#### Exercise details
Reproduce the records word for word, from the first line to the line containing "let html = fetcher.fetch(&query).await?;".
################
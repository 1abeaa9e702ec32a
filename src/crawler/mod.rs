use tracing::info;
use url::Url;

use crate::crawler::fetcher::PageFetcher;
use crate::crawler::models::{Listing, SearchFilters};
use crate::error::FetchError;

pub mod fetcher;
pub mod models;
pub mod parser;
pub mod query;

/// Runs one search: build the query, fetch the first results page, extract
/// listings from it.
pub async fn search(
    fetcher: &dyn PageFetcher,
    endpoint: &Url,
    filters: &SearchFilters,
) -> Result<Vec<Listing>, FetchError> {
    let query = query::build_query(endpoint, filters);
    let html = fetcher.fetch(&query).await?;
    let listings = parser::extract_listings(&html, endpoint);

    info!(
        keyword = %filters.keyword,
        count = listings.len(),
        "Search finished"
    );

    Ok(listings)
}
use url::Url;

use crate::crawler::models::{SearchFilters, SearchQuery};

/// Builds the search request for `filters` against `endpoint`.
///
/// The marketplace has no condition facet, so the condition text is folded
/// into the keyword term instead of becoming its own parameter.
pub fn build_query(endpoint: &Url, filters: &SearchFilters) -> SearchQuery {
    let keyword = match filters.condition.as_deref() {
        Some(condition) => format!("{} {}", filters.keyword, condition),
        None => filters.keyword.clone(),
    };

    let mut params = vec![("_nkw".to_string(), keyword)];

    if let Some(min) = &filters.min_price {
        params.push(("_udlo".to_string(), min.clone()));
    }
    if let Some(max) = &filters.max_price {
        params.push(("_udhi".to_string(), max.clone()));
    }
    if let Some(listing_type) = filters.listing_type {
        let (name, value) = listing_type.query_flag();
        params.push((name.to_string(), value.to_string()));
    }

    SearchQuery {
        endpoint: endpoint.clone(),
        params,
    }
}
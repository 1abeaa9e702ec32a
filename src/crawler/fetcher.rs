use async_trait::async_trait;
use reqwest::Client;
use std::time::Duration;
use tracing::debug;

use crate::crawler::models::SearchQuery;
use crate::error::FetchError;

/// Retrieves the raw results document for a query.
#[async_trait]
pub trait PageFetcher: Send + Sync {
    async fn fetch(&self, query: &SearchQuery) -> Result<String, FetchError>;
}

pub fn build_client(user_agent: &str, timeout: Duration) -> anyhow::Result<Client> {
    let client = Client::builder()
        .user_agent(user_agent)
        .timeout(timeout)
        .redirect(reqwest::redirect::Policy::limited(5))
        .build()?;

    Ok(client)
}

pub struct HttpFetcher {
    client: Client,
}

impl HttpFetcher {
    pub fn new(client: Client) -> Self {
        Self { client }
    }
}

#[async_trait]
impl PageFetcher for HttpFetcher {
    async fn fetch(&self, query: &SearchQuery) -> Result<String, FetchError> {
        let url = query.to_url();
        debug!(%url, "Fetching search page");

        let res = self
            .client
            .get(url.clone())
            .send()
            .await
            .map_err(|e| classify(e, url.as_str()))?;

        let status = res.status();
        if !status.is_success() {
            return Err(FetchError::Status {
                status,
                url: url.into(),
            });
        }

        res.text().await.map_err(|e| classify(e, url.as_str()))
    }
}

fn classify(err: reqwest::Error, url: &str) -> FetchError {
    if err.is_timeout() {
        FetchError::Timeout { url: url.to_string() }
    } else {
        FetchError::Network(err)
    }
}

#[cfg(test)]
mod tests {
    use super::*;
    use std::net::SocketAddr;
    use tokio::io::{AsyncReadExt, AsyncWriteExt};
    use tokio::net::TcpListener;
    use url::Url;

    fn query_for(addr: SocketAddr) -> SearchQuery {
        SearchQuery {
            endpoint: Url::parse(&format!("http://{addr}/sch/i.html")).unwrap(),
            params: vec![("_nkw".into(), "laptop".into())],
        }
    }

    /// Answers a single request with `response` and hangs up.
    async fn serve_once(response: String) -> SocketAddr {
        let listener = TcpListener::bind("127.0.0.1:0").await.unwrap();
        let addr = listener.local_addr().unwrap();

        tokio::spawn(async move {
            let (mut sock, _) = listener.accept().await.unwrap();
            let mut buf = [0u8; 4096];
            let _ = sock.read(&mut buf).await;
            let _ = sock.write_all(response.as_bytes()).await;
            let _ = sock.shutdown().await;
        });

        addr
    }

    fn fetcher(timeout: Duration) -> HttpFetcher {
        HttpFetcher::new(build_client("test-agent", timeout).unwrap())
    }

    #[tokio::test]
    async fn success_returns_body() {
        let body = r#"<html><body><li class="s-item"></li></body></html>"#;
        let addr = serve_once(format!(
            "HTTP/1.1 200 OK\r\ncontent-type: text/html\r\ncontent-length: {}\r\nconnection: close\r\n\r\n{}",
            body.len(),
            body
        ))
        .await;

        let html = fetcher(Duration::from_secs(5))
            .fetch(&query_for(addr))
            .await
            .unwrap();

        assert_eq!(html, body);
    }

    #[tokio::test]
    async fn non_success_status_is_status_error() {
        let addr = serve_once(
            "HTTP/1.1 503 Service Unavailable\r\ncontent-length: 0\r\nconnection: close\r\n\r\n".into(),
        )
        .await;

        let err = fetcher(Duration::from_secs(5))
            .fetch(&query_for(addr))
            .await
            .unwrap_err();

        match err {
            FetchError::Status { status, url } => {
                assert_eq!(status, reqwest::StatusCode::SERVICE_UNAVAILABLE);
                assert!(url.contains("_nkw=laptop"), "{url}");
            }
            other => panic!("expected status error, got {other:?}"),
        }
    }

    #[tokio::test]
    async fn stalled_server_is_timeout_error() {
        let listener = TcpListener::bind("127.0.0.1:0").await.unwrap();
        let addr = listener.local_addr().unwrap();

        tokio::spawn(async move {
            let (_sock, _) = listener.accept().await.unwrap();
            tokio::time::sleep(Duration::from_secs(10)).await;
        });

        let err = fetcher(Duration::from_millis(200))
            .fetch(&query_for(addr))
            .await
            .unwrap_err();

        assert!(matches!(err, FetchError::Timeout { .. }), "{err:?}");
    }

    #[tokio::test]
    async fn refused_connection_is_network_error() {
        let listener = TcpListener::bind("127.0.0.1:0").await.unwrap();
        let addr = listener.local_addr().unwrap();
        drop(listener);

        let err = fetcher(Duration::from_secs(5))
            .fetch(&query_for(addr))
            .await
            .unwrap_err();

        assert!(matches!(err, FetchError::Network(_)), "{err:?}");
    }
}
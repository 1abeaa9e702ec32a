use url::Url;

pub const NO_TITLE: &str = "No title";
pub const NO_PRICE: &str = "No price";

#[derive(Debug, Clone, Copy, PartialEq, Eq)]
pub enum ListingType {
    Auction,
    BuyItNow,
}

impl ListingType {
    /// Unknown tokens yield `None` and are ignored by the caller.
    pub fn from_token(token: &str) -> Option<Self> {
        match token.trim().to_ascii_lowercase().as_str() {
            "auction" => Some(Self::Auction),
            "buy_it_now" | "buyitnow" | "bin" => Some(Self::BuyItNow),
            _ => None,
        }
    }

    pub fn query_flag(self) -> (&'static str, &'static str) {
        match self {
            Self::Auction => ("LH_Auction", "1"),
            Self::BuyItNow => ("LH_BIN", "1"),
        }
    }
}

#[derive(Debug, Clone, Default, PartialEq, Eq)]
pub struct SearchFilters {
    pub keyword: String,
    pub min_price: Option<String>,
    pub max_price: Option<String>,
    pub condition: Option<String>,
    pub listing_type: Option<ListingType>,
}

/// A marketplace request: endpoint plus query parameters in insertion order.
#[derive(Debug, Clone, PartialEq, Eq)]
pub struct SearchQuery {
    pub endpoint: Url,
    pub params: Vec<(String, String)>,
}

impl SearchQuery {
    #[cfg(test)]
    pub fn param(&self, name: &str) -> Option<&str> {
        self.params
            .iter()
            .find(|(k, _)| k == name)
            .map(|(_, v)| v.as_str())
    }

    pub fn to_url(&self) -> Url {
        let mut url = self.endpoint.clone();
        url.query_pairs_mut()
            .clear()
            .extend_pairs(self.params.iter().map(|(k, v)| (k.as_str(), v.as_str())));
        url
    }
}

#[derive(Debug, Clone, PartialEq, Eq)]
pub struct Listing {
    pub title: String,
    pub price: String,
    pub detail_link: String,
}
use std::env;

use crate::storage::sessions::DEFAULT_MAX_SESSIONS;

const DEFAULT_TELEGRAM_API_URL: &str = "https://api.telegram.org";
const DEFAULT_SEARCH_URL: &str = "https://www.ebay.de/sch/i.html";
const DEFAULT_USER_AGENT: &str =
    "Mozilla/5.0 (X11; Linux x86_64) AppleWebKit/537.36 (KHTML, like Gecko) Chrome/120.0 Safari/537.36";

pub struct Config {
    pub telegram_token: String,
    pub telegram_api_url: String,
    pub search_url: String,
    pub fetch_timeout_secs: u64,
    pub poll_timeout_secs: u64,
    pub user_agent: String,
    pub max_sessions: usize,
}

impl Config {
    pub fn from_env() -> anyhow::Result<Self> {
        let telegram_token = env::var("TELEGRAM_API")
            .map_err(|_| anyhow::anyhow!("TELEGRAM_API is not set"))?;

        if telegram_token.trim().is_empty() {
            anyhow::bail!("TELEGRAM_API is empty");
        }

        Ok(Self {
            telegram_token,
            telegram_api_url: env::var("TELEGRAM_API_URL")
                .unwrap_or_else(|_| DEFAULT_TELEGRAM_API_URL.into()),
            search_url: env::var("EBAY_SEARCH_URL").unwrap_or_else(|_| DEFAULT_SEARCH_URL.into()),
            fetch_timeout_secs: parse_or("FETCH_TIMEOUT_SECS", 15)?,
            poll_timeout_secs: parse_or("POLL_TIMEOUT_SECS", 30)?,
            user_agent: env::var("USER_AGENT").unwrap_or_else(|_| DEFAULT_USER_AGENT.into()),
            max_sessions: parse_or("MAX_SESSIONS", DEFAULT_MAX_SESSIONS)?,
        })
    }
}

fn parse_or<T>(key: &str, default: T) -> anyhow::Result<T>
where
    T: std::str::FromStr,
    T::Err: std::error::Error + Send + Sync + 'static,
{
    match env::var(key) {
        Ok(v) => Ok(v.trim().parse()?),
        Err(_) => Ok(default),
    }
}
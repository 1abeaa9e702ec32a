use std::collections::HashMap;
use std::sync::{Arc, Mutex};
use tokio::sync::Mutex as AsyncMutex;
use tracing::debug;

use crate::storage::results::ResultIndex;

pub type ChatId = i64;

pub const DEFAULT_MAX_SESSIONS: usize = 10_000;

/// State owned by one conversation.
///
/// The result index sits behind an async mutex that command handlers hold
/// for the whole command, so commands within one chat run one at a time.
#[derive(Debug, Default)]
pub struct Session {
    pub results: AsyncMutex<ResultIndex>,
}

#[derive(Debug)]
struct Entry {
    session: Arc<Session>,
    last_used: u64,
}

#[derive(Debug, Default)]
struct Inner {
    entries: HashMap<ChatId, Entry>,
    tick: u64,
}

/// In-memory sessions keyed by chat. Nothing survives a restart.
///
/// Holds at most `capacity` chats; opening one more ends the least
/// recently used session. A handler still holding the evicted `Arc`
/// finishes its command undisturbed.
#[derive(Debug)]
pub struct SessionStore {
    inner: Mutex<Inner>,
    capacity: usize,
}

impl Default for SessionStore {
    fn default() -> Self {
        Self::with_capacity(DEFAULT_MAX_SESSIONS)
    }
}

impl SessionStore {
    pub fn with_capacity(capacity: usize) -> Self {
        Self {
            inner: Mutex::new(Inner::default()),
            capacity: capacity.max(1),
        }
    }

    pub fn session(&self, chat_id: ChatId) -> Arc<Session> {
        let mut inner = self
            .inner
            .lock()
            .unwrap_or_else(|poisoned| poisoned.into_inner());

        inner.tick += 1;
        let tick = inner.tick;

        if let Some(entry) = inner.entries.get_mut(&chat_id) {
            entry.last_used = tick;
            return entry.session.clone();
        }

        if inner.entries.len() >= self.capacity {
            let oldest = inner
                .entries
                .iter()
                .min_by_key(|(_, e)| e.last_used)
                .map(|(id, _)| *id);

            if let Some(oldest) = oldest {
                inner.entries.remove(&oldest);
                debug!(chat_id = oldest, "Evicted least recently used session");
            }
        }

        let session = Arc::new(Session::default());
        inner.entries.insert(
            chat_id,
            Entry {
                session: session.clone(),
                last_used: tick,
            },
        );
        session
    }

    pub fn len(&self) -> usize {
        self.inner
            .lock()
            .unwrap_or_else(|poisoned| poisoned.into_inner())
            .entries
            .len()
    }
}
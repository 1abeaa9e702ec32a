use async_trait::async_trait;
use std::collections::HashMap;
use std::sync::Arc;
use tokio::sync::mpsc::{self, error::SendError, UnboundedReceiver, UnboundedSender};
use tokio::time::{sleep, timeout, Duration};
use tracing::{debug, error, info, warn};

use crate::bot::service::SearchBot;
use crate::storage::sessions::ChatId;

pub mod client;
pub mod models;

pub use client::TelegramClient;

const RETRY_DELAY: Duration = Duration::from_secs(5);
const WORKER_IDLE: Duration = Duration::from_secs(300);

/// Where replies go.
#[async_trait]
pub trait ReplySink: Send + Sync + 'static {
    async fn send(&self, chat_id: ChatId, text: &str) -> anyhow::Result<()>;
}

#[async_trait]
impl ReplySink for TelegramClient {
    async fn send(&self, chat_id: ChatId, text: &str) -> anyhow::Result<()> {
        self.send_message(chat_id, text).await
    }
}

/// Routes messages to one worker task per chat.
///
/// A worker handles its chat's messages strictly in arrival order and sends
/// all replies to one message before taking the next, so digests of two
/// back-to-back searches never interleave. Chats run independently. Workers
/// exit after `idle` without messages and are respawned on demand.
pub struct Dispatcher {
    bot: Arc<SearchBot>,
    sink: Arc<dyn ReplySink>,
    workers: HashMap<ChatId, UnboundedSender<String>>,
    idle: Duration,
}

impl Dispatcher {
    pub fn new(bot: Arc<SearchBot>, sink: Arc<dyn ReplySink>, idle: Duration) -> Self {
        Self {
            bot,
            sink,
            workers: HashMap::new(),
            idle,
        }
    }

    pub fn dispatch(&mut self, chat_id: ChatId, text: String) {
        let text = match self.workers.get(&chat_id) {
            Some(tx) => match tx.send(text) {
                Ok(()) => return,
                Err(SendError(text)) => text,
            },
            None => text,
        };

        self.workers.retain(|_, tx| !tx.is_closed());

        let (tx, rx) = mpsc::unbounded_channel();
        // rx is alive here, so this cannot fail
        let _ = tx.send(text);
        self.workers.insert(chat_id, tx);

        debug!(chat_id, workers = self.workers.len(), "Spawning chat worker");
        tokio::spawn(run_worker(
            self.bot.clone(),
            self.sink.clone(),
            chat_id,
            rx,
            self.idle,
        ));
    }
}

async fn run_worker(
    bot: Arc<SearchBot>,
    sink: Arc<dyn ReplySink>,
    chat_id: ChatId,
    mut rx: UnboundedReceiver<String>,
    idle: Duration,
) {
    loop {
        match timeout(idle, rx.recv()).await {
            Ok(Some(text)) => reply(&bot, sink.as_ref(), chat_id, &text).await,
            Ok(None) => break,
            Err(_) => {
                // refuse new messages, then finish whatever slipped in
                rx.close();
                while let Ok(text) = rx.try_recv() {
                    reply(&bot, sink.as_ref(), chat_id, &text).await;
                }
                break;
            }
        }
    }

    debug!(chat_id, "Chat worker stopped");
}

async fn reply(bot: &SearchBot, sink: &dyn ReplySink, chat_id: ChatId, text: &str) {
    let replies = bot.handle(chat_id, text).await;

    for reply in &replies {
        if let Err(e) = sink.send(chat_id, reply).await {
            error!(chat_id, error = %e, "Failed to send reply");
            return;
        }
    }

    if !replies.is_empty() {
        info!(chat_id, sent = replies.len(), "Replied");
    }
}

/// Long-polls for updates forever.
pub async fn run(client: TelegramClient, bot: Arc<SearchBot>) -> anyhow::Result<()> {
    let mut dispatcher = Dispatcher::new(bot, Arc::new(client.clone()), WORKER_IDLE);
    let mut offset = 0;

    loop {
        let updates = match client.get_updates(offset).await {
            Ok(v) => v,
            Err(e) => {
                warn!(error = %e, "Polling failed, retrying");
                sleep(RETRY_DELAY).await;
                continue;
            }
        };

        for update in updates {
            offset = offset.max(update.update_id + 1);

            let Some(message) = update.message else {
                continue;
            };
            let Some(text) = message.text else {
                continue;
            };

            debug!(
                chat_id = message.chat.id,
                update_id = update.update_id,
                "Received message"
            );
            dispatcher.dispatch(message.chat.id, text);
        }
    }
}
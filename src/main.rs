mod bot;
mod config;
mod crawler;
mod error;
mod storage;
mod telegram;

use anyhow::Context;
use std::sync::Arc;
use std::time::Duration;
use tracing_subscriber::{layer::SubscriberExt, util::SubscriberInitExt};
use url::Url;

use bot::service::SearchBot;
use config::Config;
use crawler::fetcher::{self, HttpFetcher};
use storage::sessions::SessionStore;
use telegram::TelegramClient;

#[tokio::main]
async fn main() -> anyhow::Result<()> {
    dotenvy::dotenv().ok();

    tracing_subscriber::registry()
        .with(
            tracing_subscriber::EnvFilter::try_from_default_env()
                .unwrap_or_else(|_| "info,ebay_search_bot=debug,html5ever=warn".into()),
        )
        .with(tracing_subscriber::fmt::layer())
        .init();

    let cfg = Config::from_env()?;

    let endpoint = Url::parse(&cfg.search_url)
        .with_context(|| format!("invalid EBAY_SEARCH_URL {:?}", cfg.search_url))?;

    let telegram = TelegramClient::new(
        &cfg.telegram_api_url,
        &cfg.telegram_token,
        cfg.poll_timeout_secs,
    )?;
    let me = telegram
        .get_me()
        .await
        .context("telegram token was rejected")?;

    let http = fetcher::build_client(&cfg.user_agent, Duration::from_secs(cfg.fetch_timeout_secs))?;
    let mut bot = SearchBot::new(
        Box::new(HttpFetcher::new(http)),
        endpoint,
        SessionStore::with_capacity(cfg.max_sessions),
    );
    if let Some(username) = &me.username {
        bot = bot.with_username(username.as_str());
    }

    tracing::info!(
        bot_id = me.id,
        username = me.username.as_deref().unwrap_or("-"),
        search_url = %cfg.search_url,
        max_sessions = cfg.max_sessions,
        "Bot started"
    );

    telegram::run(telegram, Arc::new(bot)).await
}
use serde::{Deserialize, Serialize};

#[derive(Debug, Deserialize)]
pub struct ApiResponse<T> {
    pub ok: bool,
    pub result: Option<T>,
    pub description: Option<String>,
}

#[derive(Debug, Deserialize)]
pub struct User {
    pub id: i64,
    pub username: Option<String>,
}

#[derive(Debug, Deserialize)]
pub struct Update {
    pub update_id: i64,
    pub message: Option<Message>,
}

#[derive(Debug, Deserialize)]
pub struct Message {
    pub chat: Chat,
    pub text: Option<String>,
}

#[derive(Debug, Deserialize)]
pub struct Chat {
    pub id: i64,
}

#[derive(Debug, Serialize)]
pub struct GetUpdates {
    pub offset: i64,
    pub timeout: u64,
    pub allowed_updates: &'static [&'static str],
}

#[derive(Debug, Serialize)]
pub struct SendMessage<'a> {
    pub chat_id: i64,
    pub text: &'a str,
    pub disable_web_page_preview: bool,
}
pub mod commands;
pub mod digest;
pub mod service;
################
#### Written answer
repository 1abeaa9e702ec32a
filename src/crawler/mod.rs
use tracing::info;
use url::Url;

use crate::crawler::fetcher::PageFetcher;
use crate::crawler::models::{Listing, SearchFilters};
use crate::error::FetchError;

pub mod fetcher;
pub mod models;
pub mod parser;
pub mod query;

/// Runs one search: build the query, fetch the first results page, extract
/// listings from it.
pub async fn search(
    fetcher: &dyn PageFetcher,
    endpoint: &Url,
    filters: &SearchFilters,
) -> Result<Vec<Listing>, FetchError> {
    let query = query::build_query(endpoint, filters);
    let html = fetcher.fetch(&query).await?;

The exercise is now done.